[RECORDS PROVIDED]:
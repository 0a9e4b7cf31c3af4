//! Descriptor matching kernels.
//!
//! The workers are kernel-agnostic: CPU workers call a shared
//! [`CpuMatchKernel`], GPU workers own a [`GpuMatchKernel`] created on
//! their thread by a [`GpuMatchKernelFactory`]. The built-in
//! [`BruteForceCpuMatcher`] covers the CPU side; GPU backends are supplied
//! by the caller.

use anyhow::{bail, Result};

use crate::options::MatchingConfig;
use crate::types::{FeatureDescriptors, FeatureMatch, FeatureMatches};

/// CPU descriptor matcher, shared by all CPU workers.
pub trait CpuMatchKernel: Send + Sync {
    fn match_descriptors(
        &self,
        descriptors1: &FeatureDescriptors,
        descriptors2: &FeatureDescriptors,
    ) -> Result<FeatureMatches>;
}

/// GPU descriptor matcher, owned by exactly one worker thread.
///
/// A `None` operand tells the kernel to reuse the descriptors still
/// resident on the device in that slot from the previous call. Upload
/// dominates kernel time for typical feature counts, so the elision is
/// what makes locality-preserving pair orders pay off.
pub trait GpuMatchKernel: Send {
    fn match_descriptors(
        &mut self,
        descriptors1: Option<&FeatureDescriptors>,
        descriptors2: Option<&FeatureDescriptors>,
    ) -> Result<FeatureMatches>;
}

/// Creates GPU kernels on their worker threads so a device context is
/// never shared between threads.
pub trait GpuMatchKernelFactory: Send + Sync {
    /// Number of usable devices, for `gpu_index = -1` expansion.
    fn num_devices(&self) -> usize;

    /// Build a kernel bound to the given device. Called on the worker
    /// thread; a failure aborts driver setup.
    fn create_kernel(&self, gpu_index: i32, config: &MatchingConfig)
        -> Result<Box<dyn GpuMatchKernel>>;
}

/// Brute-force matcher over L2-normalized descriptors with Lowe ratio
/// test, absolute distance threshold and optional cross check.
#[derive(Debug, Clone)]
pub struct BruteForceCpuMatcher {
    max_ratio: f32,
    max_distance: f32,
    cross_check: bool,
}

impl BruteForceCpuMatcher {
    pub fn new(config: &MatchingConfig) -> Self {
        Self {
            max_ratio: config.max_ratio as f32,
            max_distance: config.max_distance as f32,
            cross_check: config.cross_check,
        }
    }
}

/// L2-normalize each descriptor row into float space.
fn normalize_rows(descriptors: &FeatureDescriptors) -> Vec<Vec<f32>> {
    descriptors
        .rows()
        .into_iter()
        .map(|row| {
            let mut values: Vec<f32> = row.iter().map(|&v| f32::from(v)).collect();
            let norm = values.iter().map(|v| v * v).sum::<f32>().sqrt();
            if norm > 0.0 {
                for value in &mut values {
                    *value /= norm;
                }
            }
            values
        })
        .collect()
}

fn distance(a: &[f32], b: &[f32]) -> f32 {
    a.iter()
        .zip(b.iter())
        .map(|(x, y)| (x - y) * (x - y))
        .sum::<f32>()
        .sqrt()
}

/// Best and second-best neighbor of `query` among `rows`.
fn nearest_two(query: &[f32], rows: &[Vec<f32>]) -> Option<(usize, f32, f32)> {
    let mut best: Option<(usize, f32)> = None;
    let mut second_best = f32::INFINITY;
    for (idx, row) in rows.iter().enumerate() {
        let dist = distance(query, row);
        match best {
            Some((_, best_dist)) if dist >= best_dist => {
                if dist < second_best {
                    second_best = dist;
                }
            }
            _ => {
                if let Some((_, best_dist)) = best {
                    second_best = best_dist;
                }
                best = Some((idx, dist));
            }
        }
    }
    best.map(|(idx, dist)| (idx, dist, second_best))
}

impl CpuMatchKernel for BruteForceCpuMatcher {
    fn match_descriptors(
        &self,
        descriptors1: &FeatureDescriptors,
        descriptors2: &FeatureDescriptors,
    ) -> Result<FeatureMatches> {
        if descriptors1.nrows() == 0 || descriptors2.nrows() == 0 {
            return Ok(Vec::new());
        }
        if descriptors1.ncols() != descriptors2.ncols() {
            bail!(
                "descriptor dimensions differ: {} vs {}",
                descriptors1.ncols(),
                descriptors2.ncols()
            );
        }

        let rows1 = normalize_rows(descriptors1);
        let rows2 = normalize_rows(descriptors2);

        let mut matches = Vec::new();
        for (idx1, query) in rows1.iter().enumerate() {
            let Some((idx2, best, second_best)) = nearest_two(query, &rows2) else {
                continue;
            };
            if best > self.max_distance {
                continue;
            }
            if second_best.is_finite() && best >= self.max_ratio * second_best {
                continue;
            }
            if self.cross_check {
                let Some((reverse_idx, _, _)) = nearest_two(&rows2[idx2], &rows1) else {
                    continue;
                };
                if reverse_idx != idx1 {
                    continue;
                }
            }
            matches.push(FeatureMatch::new(idx1 as u32, idx2 as u32));
        }
        Ok(matches)
    }
}

#[cfg(test)]
mod tests {
    use ndarray::Array2;

    use super::*;

    /// Descriptors with one strong component per row, offset by `shift`.
    fn one_hot_descriptors(num: usize, shift: usize) -> FeatureDescriptors {
        let mut descriptors = Array2::zeros((num, 128));
        for i in 0..num {
            descriptors[[i, (i + shift) % 128]] = 255u8;
        }
        descriptors
    }

    fn test_config() -> MatchingConfig {
        MatchingConfig {
            min_num_matches: 1,
            ..MatchingConfig::default()
        }
    }

    #[test]
    fn test_identical_descriptors_match_one_to_one() {
        let matcher = BruteForceCpuMatcher::new(&test_config());
        let descriptors = one_hot_descriptors(6, 0);
        let matches = matcher.match_descriptors(&descriptors, &descriptors).unwrap();
        assert_eq!(matches.len(), 6);
        for m in &matches {
            assert_eq!(m.idx1, m.idx2);
        }
    }

    #[test]
    fn test_shifted_descriptors_match_shifted_indices() {
        let matcher = BruteForceCpuMatcher::new(&test_config());
        let descriptors1 = one_hot_descriptors(4, 0);
        let descriptors2 = one_hot_descriptors(4, 1);
        let matches = matcher
            .match_descriptors(&descriptors1, &descriptors2)
            .unwrap();
        // Row i of image 1 peaks at component i, which row i-1 of image 2
        // reproduces exactly.
        assert_eq!(matches.len(), 3);
        for m in &matches {
            assert_eq!(m.idx1, m.idx2 + 1);
        }
    }

    #[test]
    fn test_empty_inputs_yield_no_matches() {
        let matcher = BruteForceCpuMatcher::new(&test_config());
        let empty: FeatureDescriptors = Array2::zeros((0, 128));
        let descriptors = one_hot_descriptors(3, 0);
        assert!(matcher.match_descriptors(&empty, &descriptors).unwrap().is_empty());
        assert!(matcher.match_descriptors(&descriptors, &empty).unwrap().is_empty());
    }

    #[test]
    fn test_dimension_mismatch_is_an_error() {
        let matcher = BruteForceCpuMatcher::new(&test_config());
        let descriptors1: FeatureDescriptors = Array2::zeros((2, 128));
        let descriptors2: FeatureDescriptors = Array2::zeros((2, 64));
        assert!(matcher
            .match_descriptors(&descriptors1, &descriptors2)
            .is_err());
    }

    #[test]
    fn test_ambiguous_match_fails_ratio_test() {
        let matcher = BruteForceCpuMatcher::new(&test_config());
        let descriptors1 = one_hot_descriptors(1, 0);
        // Two identical candidates: best and second-best distances tie, so
        // the ratio test rejects the correspondence.
        let mut descriptors2 = Array2::zeros((2, 128));
        descriptors2[[0, 0]] = 255u8;
        descriptors2[[1, 0]] = 255u8;
        let matches = matcher
            .match_descriptors(&descriptors1, &descriptors2)
            .unwrap();
        assert!(matches.is_empty());
    }
}
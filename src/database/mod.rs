//! Storage interface consumed by the matching pipeline.
//!
//! The database is the single source of truth for cameras, images and
//! descriptors, and the write-back sink for matches. Implementations are
//! not assumed reentrant; callers serialize access, as `MatcherCache` does
//! with its database mutex.

pub mod memory;

pub use memory::InMemoryDatabase;

use anyhow::Result;

use crate::types::{Camera, FeatureDescriptors, FeatureMatch, FeatureMatches, Image, ImageId};

/// Persistent store for the matching stage.
///
/// Matches are keyed by the canonical (smaller-id-first) orientation of a
/// pair; `read_matches` and `write_matches` accept either orientation and
/// swap the feature index columns as needed, so callers always observe
/// indices in the orientation they asked for.
pub trait Database: Send + Sync {
    fn read_all_cameras(&self) -> Result<Vec<Camera>>;

    fn read_all_images(&self) -> Result<Vec<Image>>;

    fn read_descriptors(&self, image_id: ImageId) -> Result<FeatureDescriptors>;

    /// Largest per-image descriptor count, used to clamp `max_num_matches`
    /// during pool setup.
    fn max_num_descriptors(&self) -> Result<usize>;

    fn exists_matches(&self, image_id1: ImageId, image_id2: ImageId) -> Result<bool>;

    /// Matches oriented as `(image_id1, image_id2)`; empty if the pair has
    /// no record.
    fn read_matches(&self, image_id1: ImageId, image_id2: ImageId) -> Result<FeatureMatches>;

    fn write_matches(
        &self,
        image_id1: ImageId,
        image_id2: ImageId,
        matches: &[FeatureMatch],
    ) -> Result<()>;

    fn delete_matches(&self, image_id1: ImageId, image_id2: ImageId) -> Result<()>;

    /// Every stored pair together with its match count.
    fn read_match_counts(&self) -> Result<Vec<((ImageId, ImageId), usize)>>;

    fn begin_transaction(&self) -> Result<()>;

    fn commit_transaction(&self) -> Result<()>;

    fn rollback_transaction(&self) -> Result<()>;
}

/// Scoped database transaction.
///
/// Commits only through [`DatabaseTransaction::commit`]; dropping an
/// uncommitted guard rolls back, so every exit path of a batch either
/// commits fully or leaves the database untouched.
pub struct DatabaseTransaction<'a> {
    database: &'a dyn Database,
    committed: bool,
}

impl<'a> DatabaseTransaction<'a> {
    pub fn begin(database: &'a dyn Database) -> Result<Self> {
        database.begin_transaction()?;
        Ok(Self {
            database,
            committed: false,
        })
    }

    pub fn commit(mut self) -> Result<()> {
        self.database.commit_transaction()?;
        self.committed = true;
        Ok(())
    }
}

impl Drop for DatabaseTransaction<'_> {
    fn drop(&mut self) {
        if !self.committed {
            if let Err(err) = self.database.rollback_transaction() {
                tracing::error!("failed to roll back transaction: {err:#}");
            }
        }
    }
}
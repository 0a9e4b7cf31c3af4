//! Long-lived matcher workers.
//!
//! Each worker pops pair jobs from the shared input queue, fetches
//! descriptors through the cache, invokes its kernel and pushes exactly
//! one output per job. Workers exit when the input queue is stopped and
//! drained.

use std::sync::Arc;

use anyhow::Result;
use crossbeam_channel::Sender;
use tracing::debug;

use crate::cache::MatcherCache;
use crate::matcher::kernel::{CpuMatchKernel, GpuMatchKernel, GpuMatchKernelFactory};
use crate::options::MatchingConfig;
use crate::queue::JobQueue;
use crate::types::{FeatureDescriptors, FeatureMatches, ImageId};

use super::pool::{MatchOutput, PairJob};

/// Everything a worker needs besides its kernel.
pub(crate) struct WorkerContext {
    pub min_num_matches: usize,
    pub max_num_matches: usize,
    pub cache: Arc<MatcherCache>,
    pub input: Arc<JobQueue<PairJob>>,
    pub output: Arc<JobQueue<MatchOutput>>,
}

impl WorkerContext {
    /// Apply the per-pair limits and push the result. Returns `false`
    /// when the output queue has been stopped.
    fn push_output(&self, job: &PairJob, matches: Result<FeatureMatches>) -> bool {
        let matches = matches.map(|mut matches| {
            matches.truncate(self.max_num_matches);
            if matches.len() < self.min_num_matches {
                matches.clear();
            }
            matches
        });
        self.output.push(MatchOutput {
            image_id1: job.image_id1,
            image_id2: job.image_id2,
            matches,
        })
    }
}

pub(crate) fn run_cpu_worker(
    context: WorkerContext,
    kernel: Arc<dyn CpuMatchKernel>,
    setup_tx: Sender<Result<()>>,
) {
    // CPU workers have no device state to initialize.
    let _ = setup_tx.send(Ok(()));

    while let Some(job) = context.input.pop() {
        let matches = match_on_cpu(&context, kernel.as_ref(), &job);
        if !context.push_output(&job, matches) {
            break;
        }
    }
    debug!("cpu matcher worker exiting");
}

fn match_on_cpu(
    context: &WorkerContext,
    kernel: &dyn CpuMatchKernel,
    job: &PairJob,
) -> Result<FeatureMatches> {
    let descriptors1 = context.cache.descriptors(job.image_id1)?;
    let descriptors2 = context.cache.descriptors(job.image_id2)?;
    kernel.match_descriptors(&descriptors1, &descriptors2)
}

pub(crate) fn run_gpu_worker(
    context: WorkerContext,
    factory: Arc<dyn GpuMatchKernelFactory>,
    gpu_index: i32,
    config: MatchingConfig,
    setup_tx: Sender<Result<()>>,
) {
    // The kernel is created on this thread so the device context is never
    // shared; a failure here is the setup-invalid signal.
    let mut kernel = match factory.create_kernel(gpu_index, &config) {
        Ok(kernel) => {
            let _ = setup_tx.send(Ok(()));
            kernel
        }
        Err(err) => {
            let _ = setup_tx.send(Err(err));
            return;
        }
    };

    let mut slots = DeviceSlots::default();
    while let Some(job) = context.input.pop() {
        let matches = match_on_gpu(&context, kernel.as_mut(), &mut slots, &job);
        if !context.push_output(&job, matches) {
            break;
        }
    }
    debug!(gpu_index, "gpu matcher worker exiting");
}

/// Which image's descriptors are resident on the device per operand slot.
#[derive(Default)]
struct DeviceSlots {
    resident: [Option<ImageId>; 2],
}

impl DeviceSlots {
    /// Descriptors to upload for a slot, or `None` when the slot already
    /// holds this image's descriptors and the kernel can reuse them.
    fn fetch(
        &mut self,
        slot: usize,
        image_id: ImageId,
        cache: &MatcherCache,
    ) -> Result<Option<Arc<FeatureDescriptors>>> {
        if self.resident[slot] == Some(image_id) {
            return Ok(None);
        }
        let descriptors = cache.descriptors(image_id)?;
        self.resident[slot] = Some(image_id);
        Ok(Some(descriptors))
    }
}

fn match_on_gpu(
    context: &WorkerContext,
    kernel: &mut dyn GpuMatchKernel,
    slots: &mut DeviceSlots,
    job: &PairJob,
) -> Result<FeatureMatches> {
    let descriptors1 = slots.fetch(0, job.image_id1, &context.cache)?;
    let descriptors2 = slots.fetch(1, job.image_id2, &context.cache)?;
    kernel.match_descriptors(descriptors1.as_deref(), descriptors2.as_deref())
}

[WORK ORDER]: Wherever "operand" turns up in the records, copy the whole line.

[WRITTEN ANSWER]:
/// A `None` operand tells the kernel to reuse the descriptors still
/// Which image's descriptors are resident on the device per operand slot.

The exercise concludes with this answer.